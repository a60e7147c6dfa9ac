//! The uniform in-memory descriptor every traverser produces.

use std::collections::BTreeMap;
use std::mem;

use jiff::Timestamp;
use serde_derive::{Deserialize, Serialize};

use crate::sidecar::HashData;

/// Relative path standing in for "the root, with trailing slash semantics".
///
/// A blob named exactly like the search prefix but ending in `/` would
/// otherwise collapse to the empty relative path of the root itself.
pub const ROOT_TRAILING_SLASH: &str = "\x00";

/// Metadata key object stores use to mark an object as a directory stub.
pub const FOLDER_STUB_KEY: &str = "hdi_isfolder";

#[derive(
    Debug, Copy, Clone, Default, Eq, PartialEq, Ord, PartialOrd, Hash, Serialize, Deserialize,
)]
pub enum EntityType {
    #[default]
    File,
    Folder,
    Symlink,
    Hardlink,
    Other,
}

#[derive(Debug, Copy, Clone, Eq, PartialEq, Serialize, Deserialize)]
pub enum BlobType {
    #[serde(rename = "BlockBlob")]
    Block,
    #[serde(rename = "AppendBlob")]
    Append,
    #[serde(rename = "PageBlob")]
    Page,
}

/// HTTP-ish content properties carried through a transfer verbatim.
#[derive(Debug, Clone, Default, Eq, PartialEq)]
pub struct ObjectProperties {
    pub content_type: Option<String>,
    pub content_encoding: Option<String>,
    pub content_disposition: Option<String>,
    pub content_language: Option<String>,
    pub cache_control: Option<String>,
    pub content_md5: Option<Vec<u8>>,
}

/// One enumerated file/folder/symlink/hardlink, backend-agnostic.
///
/// `relative_path` always uses forward slashes and is relative to the
/// traversal root; the root itself gets the empty string.
/// Within one traversal, `(entity_type, relative_path)` is unique.
#[derive(Debug, Clone, Default, PartialEq)]
pub struct StoredObject {
    pub name: String,
    pub relative_path: String,
    pub entity_type: EntityType,
    pub last_modified: Option<Timestamp>,
    /// Change time (ctime) where the backend has one.
    pub last_changed: Option<Timestamp>,
    pub size: u64,
    pub properties: ObjectProperties,
    pub metadata: BTreeMap<String, String>,
    pub blob_type: Option<BlobType>,
    pub access_tier: Option<String>,
    pub blob_tags: BTreeMap<String, String>,
    pub version_id: Option<String>,
    pub snapshot_id: Option<String>,
    pub deleted: bool,
    /// The bucket/share/container this object belongs to at the remote.
    pub container: Option<String>,
    /// Filled in by the hash sidecar engine for local sources.
    pub hash: Option<HashData>,
}

impl StoredObject {
    pub fn new(entity_type: EntityType, relative_path: impl Into<String>) -> Self {
        let relative_path = relative_path.into();
        Self {
            name: name_of(&relative_path).to_owned(),
            relative_path,
            entity_type,
            ..Self::default()
        }
    }

    /// Any folder signal is decisive: the entity type, or stub metadata left
    /// behind by stores that fake directories with marker objects.
    pub fn is_folder(&self) -> bool {
        self.entity_type == EntityType::Folder
            || self
                .metadata
                .get(FOLDER_STUB_KEY)
                .is_some_and(|v| v.eq_ignore_ascii_case("true"))
    }

    pub fn parent(&self) -> &str {
        parent_of(&self.relative_path)
    }

    /// Rough accounting of what this object costs to keep in the folder
    /// index. Close enough for back-pressure; not an allocator audit.
    pub fn indexed_size(&self) -> u64 {
        let strings = self.name.len()
            + self.relative_path.len()
            + [
                &self.properties.content_type,
                &self.properties.content_encoding,
                &self.properties.content_disposition,
                &self.properties.content_language,
                &self.properties.cache_control,
                &self.access_tier,
                &self.version_id,
                &self.snapshot_id,
                &self.container,
            ]
            .iter()
            .map(|o| o.as_deref().map_or(0, str::len))
            .sum::<usize>();
        let maps = self
            .metadata
            .iter()
            .chain(self.blob_tags.iter())
            .map(|(k, v)| k.len() + v.len())
            .sum::<usize>();
        let md5 = self
            .properties
            .content_md5
            .as_ref()
            .map_or(0, |b| b.len());
        (mem::size_of::<Self>() + strings + maps + md5) as u64
    }
}

/// Everything before the last `/` of a relative path; `""` for top-level
/// entries and the root itself.
pub fn parent_of(relative_path: &str) -> &str {
    match relative_path.rfind('/') {
        Some(i) => &relative_path[..i],
        None => "",
    }
}

/// The basename of a relative path; the whole thing if it has no `/`.
pub fn name_of(relative_path: &str) -> &str {
    match relative_path.rfind('/') {
        Some(i) => &relative_path[i + 1..],
        None => relative_path,
    }
}

/// `parent/child` without producing a leading slash when parent is the root.
pub fn join_relative(parent: &str, child: &str) -> String {
    if parent.is_empty() {
        child.to_owned()
    } else {
        format!("{parent}/{child}")
    }
}

#[cfg(test)]
mod test {
    use super::*;

    #[test]
    fn path_helpers() {
        assert_eq!(parent_of("a/b/c"), "a/b");
        assert_eq!(parent_of("a"), "");
        assert_eq!(parent_of(""), "");
        assert_eq!(name_of("a/b/c"), "c");
        assert_eq!(name_of("a"), "a");
        assert_eq!(join_relative("", "x"), "x");
        assert_eq!(join_relative("a/b", "x"), "a/b/x");
    }

    #[test]
    fn folder_signals() {
        let folder = StoredObject::new(EntityType::Folder, "d");
        assert!(folder.is_folder());

        let mut stub = StoredObject::new(EntityType::File, "d");
        stub.metadata
            .insert(FOLDER_STUB_KEY.to_owned(), "true".to_owned());
        assert!(stub.is_folder());

        let file = StoredObject::new(EntityType::File, "f");
        assert!(!file.is_folder());
    }

    #[test]
    fn indexed_size_tracks_heap_contents() {
        let small = StoredObject::new(EntityType::File, "f");
        let mut big = StoredObject::new(EntityType::File, "f");
        big.metadata
            .insert("some-key".to_owned(), "some-value".to_owned());
        assert!(big.indexed_size() > small.indexed_size());
    }
}
//! Account-wide traversal stamps each object with its container; the
//! versions traverser fans one path out into its versions.

use anyhow::Result;

use ferry::object::StoredObject;
use ferry::remote::memory::MemoryStore;
use ferry::traverse::Traverser;
use ferry::traverse::account::AccountTraverser;
use ferry::traverse::versions::VersionsTraverser;

mod common;

#[test]
fn account_scan_stamps_containers_and_honors_the_pattern() -> Result<()> {
    common::init();

    let mut store = MemoryStore::new();
    store.add_object("logs-a", "one", 1, 100);
    store.add_object("logs-b", "two", 2, 100);
    store.add_object("media", "three", 3, 100);

    let traverser =
        AccountTraverser::new(&store, "host.example.region").pattern("logs-*");

    let mut seen = Vec::new();
    let mut processor = |so: StoredObject| {
        seen.push((so.container.clone().unwrap_or_default(), so.relative_path));
        Ok(())
    };
    traverser.traverse(None, &mut processor, &[])?;
    drop(processor);

    seen.sort();
    // Only the matching containers were scanned, and every object knows
    // where it came from (folder roots included).
    assert_eq!(
        seen,
        [
            ("logs-a".to_owned(), String::new()),
            ("logs-a".to_owned(), "one".to_owned()),
            ("logs-b".to_owned(), String::new()),
            ("logs-b".to_owned(), "two".to_owned()),
        ]
    );
    Ok(())
}

#[test]
fn versions_traverser_emits_one_object_per_version() -> Result<()> {
    common::init();

    let mut store = MemoryStore::new();
    store.add_object("bkt", "k", 4, 100);
    store.add_version("bkt", "k", "v1");
    store.add_version("bkt", "k", "v2");

    let traverser = VersionsTraverser::new(&store, "bkt", "k");
    assert!(!traverser.is_directory(true)?);

    let mut versions = Vec::new();
    let mut processor = |so: StoredObject| {
        versions.push(so.version_id.clone().unwrap_or_default());
        Ok(())
    };
    traverser.traverse(None, &mut processor, &[])?;
    drop(processor);

    assert_eq!(versions, ["v1", "v2"]);
    Ok(())
}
○ ○ ○ ○ ○
- Work order
Please return every entry exactly as it appears.

- Solution to this exercise
repository a60e7147c6dfa9ac
//! The uniform in-memory descriptor every traverser produces.

use std::collections::BTreeMap;
use std::mem;

use jiff::Timestamp;
use serde_derive::{Deserialize, Serialize};

use crate::sidecar::HashData;

/// Relative path standing in for "the root, with trailing slash semantics".
///
/// A blob named exactly like the search prefix but ending in `/` would
/// otherwise collapse to the empty relative path of the root itself.
pub const ROOT_TRAILING_SLASH: &str = "\x00";

/// Metadata key object stores use to mark an object as a directory stub.
pub const FOLDER_STUB_KEY: &str = "hdi_isfolder";

#[derive(
    Debug, Copy, Clone, Default, Eq, PartialEq, Ord, PartialOrd, Hash, Serialize, Deserialize,
)]
pub enum EntityType {
    #[default]
    File,
    Folder,
    Symlink,
    Hardlink,
    Other,
}

#[derive(Debug, Copy, Clone, Eq, PartialEq, Serialize, Deserialize)]
pub enum BlobType {
    #[serde(rename = "BlockBlob")]
    Block,
    #[serde(rename = "AppendBlob")]
    Append,
    #[serde(rename = "PageBlob")]
    Page,
}

/// HTTP-ish content properties carried through a transfer verbatim.
#[derive(Debug, Clone, Default, Eq, PartialEq)]
pub struct ObjectProperties {
    pub content_type: Option<String>,
    pub content_encoding: Option<String>,
    pub content_disposition: Option<String>,
    pub content_language: Option<String>,
    pub cache_control: Option<String>,
    pub content_md5: Option<Vec<u8>>,
}

/// One enumerated file/folder/symlink/hardlink, backend-agnostic.
///
/// `relative_path` always uses forward slashes and is relative to the
/// traversal root; the root itself gets the empty string.
/// Within one traversal, `(entity_type, relative_path)` is unique.
#[derive(Debug, Clone, Default, PartialEq)]
pub struct StoredObject {
    pub name: String,
    pub relative_path: String,
    pub entity_type: EntityType,
    pub last_modified: Option<Timestamp>,
    /// Change time (ctime) where the backend has one.
    pub last_changed: Option<Timestamp>,
    pub size: u64,
    pub properties: ObjectProperties,
    pub metadata: BTreeMap<String, String>,
    pub blob_type: Option<BlobType>,
    pub access_tier: Option<String>,
    pub blob_tags: BTreeMap<String, String>,
    pub version_id: Option<String>,
    pub snapshot_id: Option<String>,
    pub deleted: bool,
    /// The bucket/share/container this object belongs to at the remote.
    pub container: Option<String>,
    /// Filled in by the hash sidecar engine for local sources.
    pub hash: Option<HashData>,
}

impl StoredObject {
    pub fn new(entity_type: EntityType, relative_path: impl Into<String>) -> Self {
        let relative_path = relative_path.into();
        Self {
            name: name_of(&relative_path).to_owned(),
            relative_path,
            entity_type,
            ..Self::default()
        }
    }

    /// Any folder signal is decisive: the entity type, or stub metadata left
    /// behind by stores that fake directories with marker objects.
    pub fn is_folder(&self) -> bool {
        self.entity_type == EntityType::Folder
            || self
                .metadata
                .get(FOLDER_STUB_KEY)
                .is_some_and(|v| v.eq_ignore_ascii_case("true"))
    }

    pub fn parent(&self) -> &str {
        parent_of(&self.relative_path)
    }

    /// Rough accounting of what this object costs to keep in the folder
    /// index. Close enough for back-pressure; not an allocator audit.
    pub fn indexed_size(&self) -> u64 {
        let strings = self.name.len()
            + self.relative_path.len()
            + [
                &self.properties.content_type,
                &self.properties.content_encoding,
                &self.properties.content_disposition,
                &self.properties.content_language,
                &self.properties.cache_control,
                &self.access_tier,
                &self.version_id,
                &self.snapshot_id,
                &self.container,
            ]
            .iter()
            .map(|o| o.as_deref().map_or(0, str::len))
            .sum::<usize>();
        let maps = self
            .metadata
            .iter()
            .chain(self.blob_tags.iter())
            .map(|(k, v)| k.len() + v.len())
            .sum::<usize>();
        let md5 = self
            .properties
            .content_md5
            .as_ref()
            .map_or(0, |b| b.len());
        (mem::size_of::<Self>() + strings + maps + md5) as u64
    }
}

/// Everything before the last `/` of a relative path; `""` for top-level
/// entries and the root itself.
pub fn parent_of(relative_path: &str) -> &str {
    match relative_path.rfind('/') {
        Some(i) => &relative_path[..i],
        None => "",
    }
}

/// The basename of a relative path; the whole thing if it has no `/`.
pub fn name_of(relative_path: &str) -> &str {
    match relative_path.rfind('/') {
        Some(i) => &relative_path[i + 1..],
        None => relative_path,
    }
}

/// `parent/child` without producing a leading slash when parent is the root.
pub fn join_relative(parent: &str, child: &str) -> String {
    if parent.is_empty() {
        child.to_owned()
    } else {
        format!("{parent}/{child}")
    }
}

#[cfg(test)]
mod test {
    use super::*;

    #[test]
    fn path_helpers() {
        assert_eq!(parent_of("a/b/c"), "a/b");
        assert_eq!(parent_of("a"), "");
        assert_eq!(parent_of(""), "");
        assert_eq!(name_of("a/b/c"), "c");
        assert_eq!(name_of("a"), "a");
        assert_eq!(join_relative("", "x"), "x");
        assert_eq!(join_relative("a/b", "x"), "a/b/x");
    }

    #[test]
    fn folder_signals() {
        let folder = StoredObject::new(EntityType::Folder, "d");
        assert!(folder.is_folder());

        let mut stub = StoredObject::new(EntityType::File, "d");
        stub.metadata
            .insert(FOLDER_STUB_KEY.to_owned(), "true".to_owned());
        assert!(stub.is_folder());

        let file = StoredObject::new(EntityType::File, "f");
        assert!(!file.is_folder());
    }

    #[test]
    fn indexed_size_tracks_heap_contents() {
        let small = StoredObject::new(EntityType::File, "f");
        let mut big = StoredObject::new(EntityType::File, "f");
        big.metadata
            .insert("some-key".to_owned(), "some-value".to_owned());
        assert!(big.indexed_size() > small.indexed_size());
    }
}
//! Account-wide traversal stamps each object with its container; the
//! versions traverser fans one path out into its versions.

use anyhow::Result;

use ferry::object::StoredObject;
use ferry::remote::memory::MemoryStore;
use ferry::traverse::Traverser;
use ferry::traverse::account::AccountTraverser;
use ferry::traverse::versions::VersionsTraverser;

mod common;

#[test]
fn account_scan_stamps_containers_and_honors_the_pattern() -> Result<()> {
    common::init();

    let mut store = MemoryStore::new();
    store.add_object("logs-a", "one", 1, 100);
    store.add_object("logs-b", "two", 2, 100);
    store.add_object("media", "three", 3, 100);

    let traverser =
        AccountTraverser::new(&store, "host.example.region").pattern("logs-*");

    let mut seen = Vec::new();
    let mut processor = |so: StoredObject| {
        seen.push((so.container.clone().unwrap_or_default(), so.relative_path));
        Ok(())
    };
    traverser.traverse(None, &mut processor, &[])?;
    drop(processor);

    seen.sort();
    // Only the matching containers were scanned, and every object knows
    // where it came from (folder roots included).
    assert_eq!(
        seen,
        [
            ("logs-a".to_owned(), String::new()),
            ("logs-a".to_owned(), "one".to_owned()),
            ("logs-b".to_owned(), String::new()),
            ("logs-b".to_owned(), "two".to_owned()),
        ]
    );
    Ok(())
}

#[test]
fn versions_traverser_emits_one_object_per_version() -> Result<()> {
    common::init();

    let mut store = MemoryStore::new();
    store.add_object("bkt", "k", 4, 100);
    store.add_version("bkt", "k", "v1");
    store.add_version("bkt", "k", "v2");

    let traverser = VersionsTraverser::new(&store, "bkt", "k");
    assert!(!traverser.is_directory(true)?);

    let mut versions = Vec::new();
    let mut processor = |so: StoredObject| {
        versions.push(so.version_id.clone().unwrap_or_default());
        Ok(())
    };
    traverser.traverse(None, &mut processor, &[])?;
    drop(processor);

    assert_eq!(versions, ["v1", "v2"]);
    Ok(())
}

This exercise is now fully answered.